### Problem statement
In the data beneath this task, how many lines contain "connection"? Answer with the number only.

(Saved data entries)
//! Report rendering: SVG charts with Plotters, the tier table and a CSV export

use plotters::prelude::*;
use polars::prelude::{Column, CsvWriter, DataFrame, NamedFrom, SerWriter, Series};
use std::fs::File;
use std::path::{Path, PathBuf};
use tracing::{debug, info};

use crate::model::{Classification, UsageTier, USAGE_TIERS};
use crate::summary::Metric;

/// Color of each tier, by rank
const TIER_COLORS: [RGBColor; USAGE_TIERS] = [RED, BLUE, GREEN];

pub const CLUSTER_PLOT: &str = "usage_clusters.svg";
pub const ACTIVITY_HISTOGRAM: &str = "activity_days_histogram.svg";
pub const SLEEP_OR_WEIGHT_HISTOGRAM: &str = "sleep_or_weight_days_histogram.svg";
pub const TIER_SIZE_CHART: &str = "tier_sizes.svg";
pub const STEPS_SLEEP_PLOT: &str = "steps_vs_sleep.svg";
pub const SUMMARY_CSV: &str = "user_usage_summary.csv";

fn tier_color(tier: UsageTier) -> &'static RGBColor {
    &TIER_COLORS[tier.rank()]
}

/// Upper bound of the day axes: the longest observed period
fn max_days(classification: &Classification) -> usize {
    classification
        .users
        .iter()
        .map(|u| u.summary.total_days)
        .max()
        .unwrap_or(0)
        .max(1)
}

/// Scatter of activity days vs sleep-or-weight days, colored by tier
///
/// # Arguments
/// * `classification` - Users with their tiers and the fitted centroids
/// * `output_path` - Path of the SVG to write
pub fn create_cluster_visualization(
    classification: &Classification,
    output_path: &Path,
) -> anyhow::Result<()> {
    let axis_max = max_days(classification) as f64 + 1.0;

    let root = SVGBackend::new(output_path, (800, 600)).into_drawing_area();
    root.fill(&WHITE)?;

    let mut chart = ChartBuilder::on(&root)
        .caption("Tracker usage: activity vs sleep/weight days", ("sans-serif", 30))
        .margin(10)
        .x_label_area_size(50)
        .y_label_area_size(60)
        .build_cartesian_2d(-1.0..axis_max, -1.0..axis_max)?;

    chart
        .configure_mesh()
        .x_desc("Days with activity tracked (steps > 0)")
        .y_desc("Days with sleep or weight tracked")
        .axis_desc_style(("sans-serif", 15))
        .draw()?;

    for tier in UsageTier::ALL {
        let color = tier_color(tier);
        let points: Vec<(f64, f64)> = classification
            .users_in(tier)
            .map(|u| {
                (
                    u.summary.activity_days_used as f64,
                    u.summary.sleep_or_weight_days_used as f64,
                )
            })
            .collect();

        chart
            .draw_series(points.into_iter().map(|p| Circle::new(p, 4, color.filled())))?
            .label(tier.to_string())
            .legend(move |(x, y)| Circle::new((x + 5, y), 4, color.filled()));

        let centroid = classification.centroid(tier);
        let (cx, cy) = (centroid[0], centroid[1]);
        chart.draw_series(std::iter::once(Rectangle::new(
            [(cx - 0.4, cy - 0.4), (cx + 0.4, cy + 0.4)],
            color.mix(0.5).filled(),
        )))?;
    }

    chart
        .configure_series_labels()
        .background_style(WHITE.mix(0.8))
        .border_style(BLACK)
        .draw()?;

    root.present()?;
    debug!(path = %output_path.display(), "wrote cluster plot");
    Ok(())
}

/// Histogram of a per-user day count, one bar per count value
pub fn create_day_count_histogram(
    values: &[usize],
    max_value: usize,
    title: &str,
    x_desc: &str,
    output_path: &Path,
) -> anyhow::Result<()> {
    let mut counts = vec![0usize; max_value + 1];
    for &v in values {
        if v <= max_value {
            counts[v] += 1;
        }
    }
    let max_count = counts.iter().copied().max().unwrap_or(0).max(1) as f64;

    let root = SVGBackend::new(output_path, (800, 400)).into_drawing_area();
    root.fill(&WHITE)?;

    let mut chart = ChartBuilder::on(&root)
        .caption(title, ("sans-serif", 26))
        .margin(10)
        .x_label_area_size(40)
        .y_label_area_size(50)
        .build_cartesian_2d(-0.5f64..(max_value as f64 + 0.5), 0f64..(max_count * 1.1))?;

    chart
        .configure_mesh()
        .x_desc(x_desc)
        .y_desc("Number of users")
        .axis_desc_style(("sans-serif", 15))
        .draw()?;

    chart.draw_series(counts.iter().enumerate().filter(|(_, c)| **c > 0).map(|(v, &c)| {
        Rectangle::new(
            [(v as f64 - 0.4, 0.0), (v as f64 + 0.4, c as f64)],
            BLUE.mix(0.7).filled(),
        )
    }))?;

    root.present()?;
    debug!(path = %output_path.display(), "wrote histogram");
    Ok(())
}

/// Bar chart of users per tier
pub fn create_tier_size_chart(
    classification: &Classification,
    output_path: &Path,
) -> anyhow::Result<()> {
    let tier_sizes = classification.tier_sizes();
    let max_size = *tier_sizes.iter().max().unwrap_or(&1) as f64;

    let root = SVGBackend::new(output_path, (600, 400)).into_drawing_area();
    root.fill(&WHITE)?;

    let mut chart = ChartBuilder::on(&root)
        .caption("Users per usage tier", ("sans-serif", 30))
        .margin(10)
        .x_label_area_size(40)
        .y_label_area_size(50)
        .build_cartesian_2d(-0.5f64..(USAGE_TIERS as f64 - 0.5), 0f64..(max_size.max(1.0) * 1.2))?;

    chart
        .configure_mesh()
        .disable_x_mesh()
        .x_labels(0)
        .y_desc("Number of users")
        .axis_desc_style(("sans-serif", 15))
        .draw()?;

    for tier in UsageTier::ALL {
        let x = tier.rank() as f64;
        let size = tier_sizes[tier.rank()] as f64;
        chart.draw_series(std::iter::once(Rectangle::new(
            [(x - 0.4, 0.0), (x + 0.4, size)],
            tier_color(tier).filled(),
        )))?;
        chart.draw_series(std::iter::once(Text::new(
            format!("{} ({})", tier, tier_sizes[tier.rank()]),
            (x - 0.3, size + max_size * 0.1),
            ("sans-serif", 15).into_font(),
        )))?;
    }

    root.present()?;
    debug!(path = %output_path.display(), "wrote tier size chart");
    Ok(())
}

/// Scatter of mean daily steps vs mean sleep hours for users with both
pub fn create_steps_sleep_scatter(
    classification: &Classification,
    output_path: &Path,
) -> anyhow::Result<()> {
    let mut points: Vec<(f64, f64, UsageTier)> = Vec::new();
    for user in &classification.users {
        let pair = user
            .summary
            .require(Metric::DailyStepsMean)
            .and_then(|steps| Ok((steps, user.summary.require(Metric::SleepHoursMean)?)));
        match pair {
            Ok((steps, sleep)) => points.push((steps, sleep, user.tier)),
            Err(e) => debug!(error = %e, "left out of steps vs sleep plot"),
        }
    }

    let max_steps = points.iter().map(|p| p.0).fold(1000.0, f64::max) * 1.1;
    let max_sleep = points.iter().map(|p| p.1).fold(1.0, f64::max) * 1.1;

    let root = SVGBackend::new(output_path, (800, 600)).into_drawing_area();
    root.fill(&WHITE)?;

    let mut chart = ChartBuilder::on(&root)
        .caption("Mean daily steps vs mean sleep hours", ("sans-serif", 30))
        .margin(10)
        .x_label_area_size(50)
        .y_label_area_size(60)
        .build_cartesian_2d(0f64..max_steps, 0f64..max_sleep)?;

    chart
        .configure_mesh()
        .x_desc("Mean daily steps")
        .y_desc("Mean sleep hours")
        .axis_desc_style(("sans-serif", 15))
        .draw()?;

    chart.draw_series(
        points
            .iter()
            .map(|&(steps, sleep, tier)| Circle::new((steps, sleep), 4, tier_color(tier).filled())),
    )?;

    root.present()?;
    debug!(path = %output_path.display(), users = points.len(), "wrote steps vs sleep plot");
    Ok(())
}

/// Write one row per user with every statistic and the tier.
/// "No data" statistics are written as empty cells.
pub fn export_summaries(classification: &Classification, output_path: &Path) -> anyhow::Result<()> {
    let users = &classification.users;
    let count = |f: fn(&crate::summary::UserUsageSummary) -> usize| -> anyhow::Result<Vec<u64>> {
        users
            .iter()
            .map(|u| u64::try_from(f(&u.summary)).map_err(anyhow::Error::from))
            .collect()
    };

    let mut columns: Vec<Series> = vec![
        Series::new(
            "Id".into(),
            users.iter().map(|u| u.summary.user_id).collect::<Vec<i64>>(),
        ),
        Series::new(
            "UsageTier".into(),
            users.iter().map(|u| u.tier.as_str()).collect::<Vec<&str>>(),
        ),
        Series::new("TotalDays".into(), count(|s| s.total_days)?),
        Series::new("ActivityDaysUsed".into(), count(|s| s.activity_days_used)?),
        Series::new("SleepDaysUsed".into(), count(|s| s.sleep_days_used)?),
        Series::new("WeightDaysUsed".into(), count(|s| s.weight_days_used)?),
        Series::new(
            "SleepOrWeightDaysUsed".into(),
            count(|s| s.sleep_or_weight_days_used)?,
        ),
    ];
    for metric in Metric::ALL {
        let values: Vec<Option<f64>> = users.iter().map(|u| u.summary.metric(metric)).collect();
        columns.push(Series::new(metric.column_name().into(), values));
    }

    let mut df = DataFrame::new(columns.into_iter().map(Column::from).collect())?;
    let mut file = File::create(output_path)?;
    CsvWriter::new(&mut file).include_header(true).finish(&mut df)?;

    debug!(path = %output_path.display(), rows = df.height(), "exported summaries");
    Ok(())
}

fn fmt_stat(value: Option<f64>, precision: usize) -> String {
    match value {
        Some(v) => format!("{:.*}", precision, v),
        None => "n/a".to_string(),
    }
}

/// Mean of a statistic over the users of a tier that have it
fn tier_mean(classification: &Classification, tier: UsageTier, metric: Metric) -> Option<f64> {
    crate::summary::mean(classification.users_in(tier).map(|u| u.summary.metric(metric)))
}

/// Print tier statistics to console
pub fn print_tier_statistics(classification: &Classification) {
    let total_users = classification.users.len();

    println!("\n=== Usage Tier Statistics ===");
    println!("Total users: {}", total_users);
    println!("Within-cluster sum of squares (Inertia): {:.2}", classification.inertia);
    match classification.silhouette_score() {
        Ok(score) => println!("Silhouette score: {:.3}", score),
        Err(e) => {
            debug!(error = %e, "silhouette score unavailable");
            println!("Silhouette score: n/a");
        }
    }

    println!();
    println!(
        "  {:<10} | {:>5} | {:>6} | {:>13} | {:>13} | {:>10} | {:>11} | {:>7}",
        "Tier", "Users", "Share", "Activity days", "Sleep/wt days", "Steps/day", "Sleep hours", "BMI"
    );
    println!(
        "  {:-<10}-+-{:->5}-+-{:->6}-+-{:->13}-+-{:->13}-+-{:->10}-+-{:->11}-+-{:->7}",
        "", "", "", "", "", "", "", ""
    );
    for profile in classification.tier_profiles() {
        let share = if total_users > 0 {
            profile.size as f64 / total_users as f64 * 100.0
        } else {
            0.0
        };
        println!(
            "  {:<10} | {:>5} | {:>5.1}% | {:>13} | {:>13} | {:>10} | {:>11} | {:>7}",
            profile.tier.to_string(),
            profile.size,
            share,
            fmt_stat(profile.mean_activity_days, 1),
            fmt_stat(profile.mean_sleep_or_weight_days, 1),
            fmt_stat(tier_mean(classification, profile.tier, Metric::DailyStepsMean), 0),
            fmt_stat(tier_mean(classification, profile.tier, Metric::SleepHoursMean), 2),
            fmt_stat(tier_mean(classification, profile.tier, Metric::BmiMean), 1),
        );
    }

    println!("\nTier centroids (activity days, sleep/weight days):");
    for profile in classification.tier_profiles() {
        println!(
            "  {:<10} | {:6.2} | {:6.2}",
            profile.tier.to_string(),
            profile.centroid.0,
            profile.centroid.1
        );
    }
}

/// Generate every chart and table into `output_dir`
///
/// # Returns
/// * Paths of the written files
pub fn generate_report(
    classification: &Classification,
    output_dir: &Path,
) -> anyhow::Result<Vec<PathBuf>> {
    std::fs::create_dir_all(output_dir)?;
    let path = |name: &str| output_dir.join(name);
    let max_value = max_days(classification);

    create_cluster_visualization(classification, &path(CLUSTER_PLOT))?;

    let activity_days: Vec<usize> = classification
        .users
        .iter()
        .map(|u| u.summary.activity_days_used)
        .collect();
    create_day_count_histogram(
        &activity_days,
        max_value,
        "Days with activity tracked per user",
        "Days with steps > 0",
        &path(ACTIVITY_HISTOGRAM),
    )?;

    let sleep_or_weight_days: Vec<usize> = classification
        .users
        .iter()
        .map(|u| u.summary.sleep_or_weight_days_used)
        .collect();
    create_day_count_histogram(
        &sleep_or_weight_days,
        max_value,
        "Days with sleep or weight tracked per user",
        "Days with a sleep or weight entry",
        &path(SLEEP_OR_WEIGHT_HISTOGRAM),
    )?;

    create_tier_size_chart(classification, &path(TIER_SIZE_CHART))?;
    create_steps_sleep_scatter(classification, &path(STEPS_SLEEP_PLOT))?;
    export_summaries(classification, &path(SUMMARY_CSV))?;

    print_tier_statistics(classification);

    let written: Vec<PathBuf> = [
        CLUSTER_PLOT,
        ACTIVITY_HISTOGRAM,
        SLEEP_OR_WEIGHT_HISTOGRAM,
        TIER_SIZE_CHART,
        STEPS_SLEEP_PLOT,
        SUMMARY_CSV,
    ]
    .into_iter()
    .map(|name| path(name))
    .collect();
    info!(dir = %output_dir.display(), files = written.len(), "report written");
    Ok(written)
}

---

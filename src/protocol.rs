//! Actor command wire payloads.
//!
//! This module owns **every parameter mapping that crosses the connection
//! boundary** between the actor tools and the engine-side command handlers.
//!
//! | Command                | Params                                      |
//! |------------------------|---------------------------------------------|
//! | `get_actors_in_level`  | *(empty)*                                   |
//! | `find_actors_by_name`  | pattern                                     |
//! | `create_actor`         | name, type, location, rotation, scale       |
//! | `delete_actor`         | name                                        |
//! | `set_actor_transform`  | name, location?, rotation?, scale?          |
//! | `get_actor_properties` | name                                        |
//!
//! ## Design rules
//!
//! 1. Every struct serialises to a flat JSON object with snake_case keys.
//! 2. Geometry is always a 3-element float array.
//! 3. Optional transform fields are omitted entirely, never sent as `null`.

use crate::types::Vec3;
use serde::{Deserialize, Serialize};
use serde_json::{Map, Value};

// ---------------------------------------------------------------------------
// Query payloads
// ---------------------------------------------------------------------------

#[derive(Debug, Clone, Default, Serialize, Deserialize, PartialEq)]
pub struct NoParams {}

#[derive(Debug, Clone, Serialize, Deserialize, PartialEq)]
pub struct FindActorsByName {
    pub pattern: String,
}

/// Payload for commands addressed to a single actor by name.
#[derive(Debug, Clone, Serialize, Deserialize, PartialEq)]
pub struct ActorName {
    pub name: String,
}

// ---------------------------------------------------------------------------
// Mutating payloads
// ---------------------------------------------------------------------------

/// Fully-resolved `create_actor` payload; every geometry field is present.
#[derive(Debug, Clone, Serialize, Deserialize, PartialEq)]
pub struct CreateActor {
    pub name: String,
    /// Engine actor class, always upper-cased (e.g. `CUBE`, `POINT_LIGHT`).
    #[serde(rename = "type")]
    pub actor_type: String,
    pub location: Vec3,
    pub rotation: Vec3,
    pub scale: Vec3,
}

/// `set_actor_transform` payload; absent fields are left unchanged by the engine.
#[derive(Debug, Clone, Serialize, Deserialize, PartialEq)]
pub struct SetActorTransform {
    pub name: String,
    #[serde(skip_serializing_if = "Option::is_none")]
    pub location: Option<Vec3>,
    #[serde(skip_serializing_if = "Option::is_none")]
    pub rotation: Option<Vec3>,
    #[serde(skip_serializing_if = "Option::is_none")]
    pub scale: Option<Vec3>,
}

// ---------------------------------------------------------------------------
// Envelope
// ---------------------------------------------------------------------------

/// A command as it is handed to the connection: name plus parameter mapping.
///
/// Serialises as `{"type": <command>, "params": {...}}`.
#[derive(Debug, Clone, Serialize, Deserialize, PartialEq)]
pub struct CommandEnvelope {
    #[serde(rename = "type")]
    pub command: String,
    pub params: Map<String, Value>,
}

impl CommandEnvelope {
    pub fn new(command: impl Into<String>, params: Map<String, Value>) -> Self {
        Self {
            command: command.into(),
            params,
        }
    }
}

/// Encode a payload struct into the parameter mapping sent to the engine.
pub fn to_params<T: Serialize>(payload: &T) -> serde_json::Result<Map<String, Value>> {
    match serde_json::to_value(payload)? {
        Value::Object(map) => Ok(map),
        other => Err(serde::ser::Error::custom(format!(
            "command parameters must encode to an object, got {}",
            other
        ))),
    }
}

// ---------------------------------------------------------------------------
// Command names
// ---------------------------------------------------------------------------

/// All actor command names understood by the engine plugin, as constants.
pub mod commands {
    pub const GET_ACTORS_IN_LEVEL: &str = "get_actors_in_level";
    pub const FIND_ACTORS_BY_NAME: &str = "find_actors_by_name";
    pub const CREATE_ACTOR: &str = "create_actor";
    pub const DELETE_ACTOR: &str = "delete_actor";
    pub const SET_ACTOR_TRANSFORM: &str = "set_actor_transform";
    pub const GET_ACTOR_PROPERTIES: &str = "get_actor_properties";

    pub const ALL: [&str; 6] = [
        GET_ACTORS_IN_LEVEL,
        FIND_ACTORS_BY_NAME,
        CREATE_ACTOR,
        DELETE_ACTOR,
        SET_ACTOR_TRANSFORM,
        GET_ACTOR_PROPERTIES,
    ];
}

### Answer to the problem
2